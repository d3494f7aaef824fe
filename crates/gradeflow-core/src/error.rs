// Copyright (C) 2025 SyncMyOrders Sp. z o.o.
// SPDX-License-Identifier: AGPL-3.0-or-later
//! Error types for gradeflow-core.
//!
//! Provides a unified error type that maps to stable error codes and HTTP
//! status codes. Leaf adapters translate upstream failures into these kinds
//! at the boundary; interior services only catch to compensate.

use std::fmt;

/// Result type using CoreError
pub type Result<T> = std::result::Result<T, CoreError>;

/// A domain precondition that was not satisfied.
///
/// These are terminal for the current request: retrying without changing
/// the state of the world will fail the same way.
#[derive(Debug, Clone, Copy, PartialEq, Eq)]
#[non_exhaustive]
pub enum Precondition {
    /// The assignment is not published.
    AssignmentUnpublished,
    /// The assignment is not open yet for this student.
    AssignmentUpcoming,
    /// The assignment deadline has passed for this student.
    AssignmentClosed,
    /// The student has used all allowed submission attempts.
    MaxAttemptsReached,
    /// The grader configuration could not be generated from the master notebook.
    OtterConfigViolation,
    /// A manual grade batch contains the same student more than once.
    StudentGradedMultipleTimes,
    /// A graded submission does not belong to the target assignment.
    SubmissionMismatch,
    /// Autograding was requested for a manually graded assignment.
    AutogradingDisabled,
    /// The LMS refuses to unpublish the assignment (or cannot be consulted).
    AssignmentCannotBeUnpublished,
    /// The due date does not come after the available date.
    DueBeforeOpen,
}

impl Precondition {
    /// Stable code string for this precondition failure.
    pub fn code(&self) -> &'static str {
        match self {
            Self::AssignmentUnpublished => "ASSIGNMENT_UNPUBLISHED",
            Self::AssignmentUpcoming => "ASSIGNMENT_UPCOMING",
            Self::AssignmentClosed => "ASSIGNMENT_CLOSED",
            Self::MaxAttemptsReached => "MAX_ATTEMPTS_REACHED",
            Self::OtterConfigViolation => "OTTER_CONFIG_VIOLATION",
            Self::StudentGradedMultipleTimes => "STUDENT_GRADED_MULTIPLE_TIMES",
            Self::SubmissionMismatch => "SUBMISSION_MISMATCH",
            Self::AutogradingDisabled => "AUTOGRADING_DISABLED",
            Self::AssignmentCannotBeUnpublished => "ASSIGNMENT_CANNOT_BE_UNPUBLISHED",
            Self::DueBeforeOpen => "DUE_BEFORE_OPEN",
        }
    }

    /// HTTP status this precondition surfaces as.
    ///
    /// Schedule/attempt gates are authorization-shaped (403); malformed
    /// grading input is request-shaped (400).
    pub fn http_status(&self) -> u16 {
        match self {
            Self::AssignmentUnpublished
            | Self::AssignmentUpcoming
            | Self::AssignmentClosed
            | Self::MaxAttemptsReached
            | Self::AutogradingDisabled
            | Self::AssignmentCannotBeUnpublished => 403,
            Self::OtterConfigViolation
            | Self::StudentGradedMultipleTimes
            | Self::SubmissionMismatch
            | Self::DueBeforeOpen => 400,
        }
    }
}

impl fmt::Display for Precondition {
    fn fmt(&self, f: &mut fmt::Formatter<'_>) -> fmt::Result {
        let msg = match self {
            Self::AssignmentUnpublished => "assignment is not published",
            Self::AssignmentUpcoming => "assignment is not open yet",
            Self::AssignmentClosed => "assignment is closed",
            Self::MaxAttemptsReached => "maximum submission attempts reached",
            Self::OtterConfigViolation => "grader configuration could not be generated",
            Self::StudentGradedMultipleTimes => "student graded more than once in one batch",
            Self::SubmissionMismatch => "submission does not belong to the target assignment",
            Self::AutogradingDisabled => "assignment is graded manually",
            Self::AssignmentCannotBeUnpublished => "assignment cannot be unpublished",
            Self::DueBeforeOpen => "due date must come after the available date",
        };
        f.write_str(msg)
    }
}

/// Core errors that can occur during request processing.
#[derive(Debug, Clone, thiserror::Error)]
#[non_exhaustive]
pub enum CoreError {
    /// A referenced entity does not exist.
    #[error("{resource} not found")]
    NotFound {
        /// Human-readable resource description (e.g. "assignment 5").
        resource: String,
    },

    /// An entity with the same identity already exists.
    #[error("{resource} already exists")]
    AlreadyExists {
        /// Human-readable resource description.
        resource: String,
    },

    /// The authenticated principal lacks the required permission.
    #[error("permission denied")]
    PermissionDenied,

    /// No authenticated principal.
    #[error("unauthenticated")]
    Unauthenticated,

    /// A domain precondition was not satisfied.
    #[error("precondition failed: {0}")]
    PreconditionFailed(Precondition),

    /// A database constraint (unique, foreign key, not-null) was violated.
    #[error("integrity violation: {constraint}")]
    IntegrityViolation {
        /// The violated constraint or a description of it.
        constraint: String,
    },

    /// Database or infrastructure failure; retryable by the caller.
    #[error("operational failure: {details}")]
    OperationalFailure {
        /// Error details.
        details: String,
    },

    /// The LMS returned an error response.
    #[error("LMS backend error (status {status}): {detail}")]
    LmsBackendError {
        /// Upstream HTTP status (0 when the request never completed).
        status: u16,
        /// Upstream detail.
        detail: String,
    },

    /// The Git host returned an error response.
    #[error("git backend error (status {status}): {detail}")]
    GitBackendError {
        /// Upstream HTTP status (0 when the request never completed).
        status: u16,
        /// Upstream detail.
        detail: String,
    },

    /// The directory (PID resolution) lookup timed out.
    #[error("directory lookup timed out")]
    LdapTimeout,

    /// Uploading a file to the LMS failed. Not retryable in the same call.
    #[error("file upload failed: {detail}")]
    FileUploadFailed {
        /// Failure detail.
        detail: String,
    },
}

impl CoreError {
    /// Shorthand for a NotFound error.
    pub fn not_found(resource: impl Into<String>) -> Self {
        Self::NotFound {
            resource: resource.into(),
        }
    }

    /// Shorthand for an AlreadyExists error.
    pub fn already_exists(resource: impl Into<String>) -> Self {
        Self::AlreadyExists {
            resource: resource.into(),
        }
    }

    /// Get the stable error code string for this error kind.
    pub fn error_code(&self) -> &'static str {
        match self {
            Self::NotFound { .. } => "NOT_FOUND",
            Self::AlreadyExists { .. } => "ALREADY_EXISTS",
            Self::PermissionDenied => "PERMISSION_DENIED",
            Self::Unauthenticated => "UNAUTHENTICATED",
            Self::PreconditionFailed(p) => p.code(),
            Self::IntegrityViolation { .. } => "INTEGRITY_VIOLATION",
            Self::OperationalFailure { .. } => "OPERATIONAL_FAILURE",
            Self::LmsBackendError { .. } => "LMS_BACKEND_ERROR",
            Self::GitBackendError { .. } => "GIT_BACKEND_ERROR",
            Self::LdapTimeout => "LDAP_TIMEOUT",
            Self::FileUploadFailed { .. } => "FILE_UPLOAD_FAILED",
        }
    }

    /// HTTP status code this error surfaces as.
    pub fn http_status(&self) -> u16 {
        match self {
            Self::NotFound { .. } => 404,
            Self::AlreadyExists { .. } => 409,
            Self::PermissionDenied => 403,
            Self::Unauthenticated => 401,
            Self::PreconditionFailed(p) => p.http_status(),
            Self::IntegrityViolation { .. } => 400,
            Self::OperationalFailure { .. }
            | Self::LmsBackendError { .. }
            | Self::GitBackendError { .. }
            | Self::LdapTimeout
            | Self::FileUploadFailed { .. } => 500,
        }
    }

    /// Whether the caller may retry the same operation and expect progress.
    pub fn is_retryable(&self) -> bool {
        match self {
            Self::OperationalFailure { .. } | Self::LdapTimeout => true,
            Self::LmsBackendError { status, .. } | Self::GitBackendError { status, .. } => {
                *status >= 500
            }
            _ => false,
        }
    }
}

impl From<sqlx::Error> for CoreError {
    fn from(err: sqlx::Error) -> Self {
        match &err {
            sqlx::Error::RowNotFound => CoreError::not_found("row"),
            sqlx::Error::Database(db) => {
                // 23505 unique_violation, 23503 foreign_key_violation,
                // 23502 not_null_violation
                let code = db.code().map(|c| c.into_owned()).unwrap_or_default();
                if code.starts_with("235") {
                    CoreError::IntegrityViolation {
                        constraint: db.constraint().unwrap_or(db.message()).to_string(),
                    }
                } else {
                    CoreError::OperationalFailure {
                        details: db.message().to_string(),
                    }
                }
            }
            _ => CoreError::OperationalFailure {
                details: err.to_string(),
            },
        }
    }
}

#[cfg(test)]
mod tests {
    use super::*;

    #[test]
    fn test_error_codes_are_stable() {
        let cases: Vec<(CoreError, &str)> = vec![
            (CoreError::not_found("assignment 5"), "NOT_FOUND"),
            (CoreError::already_exists("user jdoe"), "ALREADY_EXISTS"),
            (CoreError::PermissionDenied, "PERMISSION_DENIED"),
            (CoreError::Unauthenticated, "UNAUTHENTICATED"),
            (
                CoreError::PreconditionFailed(Precondition::MaxAttemptsReached),
                "MAX_ATTEMPTS_REACHED",
            ),
            (
                CoreError::IntegrityViolation {
                    constraint: "users_onyen_key".into(),
                },
                "INTEGRITY_VIOLATION",
            ),
            (
                CoreError::OperationalFailure {
                    details: "db down".into(),
                },
                "OPERATIONAL_FAILURE",
            ),
            (
                CoreError::LmsBackendError {
                    status: 503,
                    detail: "unavailable".into(),
                },
                "LMS_BACKEND_ERROR",
            ),
            (
                CoreError::GitBackendError {
                    status: 404,
                    detail: "missing".into(),
                },
                "GIT_BACKEND_ERROR",
            ),
            (CoreError::LdapTimeout, "LDAP_TIMEOUT"),
            (
                CoreError::FileUploadFailed {
                    detail: "connection reset".into(),
                },
                "FILE_UPLOAD_FAILED",
            ),
        ];

        for (error, expected) in cases {
            assert_eq!(error.error_code(), expected, "wrong code for {:?}", error);
            assert!(!error.to_string().is_empty());
        }
    }

    #[test]
    fn test_http_status_mapping() {
        assert_eq!(CoreError::not_found("x").http_status(), 404);
        assert_eq!(CoreError::already_exists("x").http_status(), 409);
        assert_eq!(CoreError::PermissionDenied.http_status(), 403);
        assert_eq!(CoreError::Unauthenticated.http_status(), 401);
        assert_eq!(
            CoreError::PreconditionFailed(Precondition::AssignmentClosed).http_status(),
            403
        );
        assert_eq!(
            CoreError::PreconditionFailed(Precondition::SubmissionMismatch).http_status(),
            400
        );
        assert_eq!(
            CoreError::IntegrityViolation {
                constraint: "x".into()
            }
            .http_status(),
            400
        );
        assert_eq!(
            CoreError::LmsBackendError {
                status: 502,
                detail: "x".into()
            }
            .http_status(),
            500
        );
    }

    #[test]
    fn test_retryability() {
        assert!(
            CoreError::OperationalFailure {
                details: "timeout".into()
            }
            .is_retryable()
        );
        assert!(CoreError::LdapTimeout.is_retryable());
        assert!(
            CoreError::LmsBackendError {
                status: 503,
                detail: "x".into()
            }
            .is_retryable()
        );
        assert!(
            !CoreError::LmsBackendError {
                status: 403,
                detail: "x".into()
            }
            .is_retryable()
        );
        assert!(
            !CoreError::FileUploadFailed {
                detail: "x".into()
            }
            .is_retryable()
        );
        assert!(!CoreError::PreconditionFailed(Precondition::AssignmentUpcoming).is_retryable());
    }

    #[test]
    fn test_precondition_display() {
        assert_eq!(
            CoreError::PreconditionFailed(Precondition::MaxAttemptsReached).to_string(),
            "precondition failed: maximum submission attempts reached"
        );
    }
}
********
INSTRUCTIONS FOR THE TASK: Where a line of the records holds the word "returned", copy that line.

WRITTEN RESPONSE:
    /// The LMS returned an error response.
    /// The Git host returned an error response.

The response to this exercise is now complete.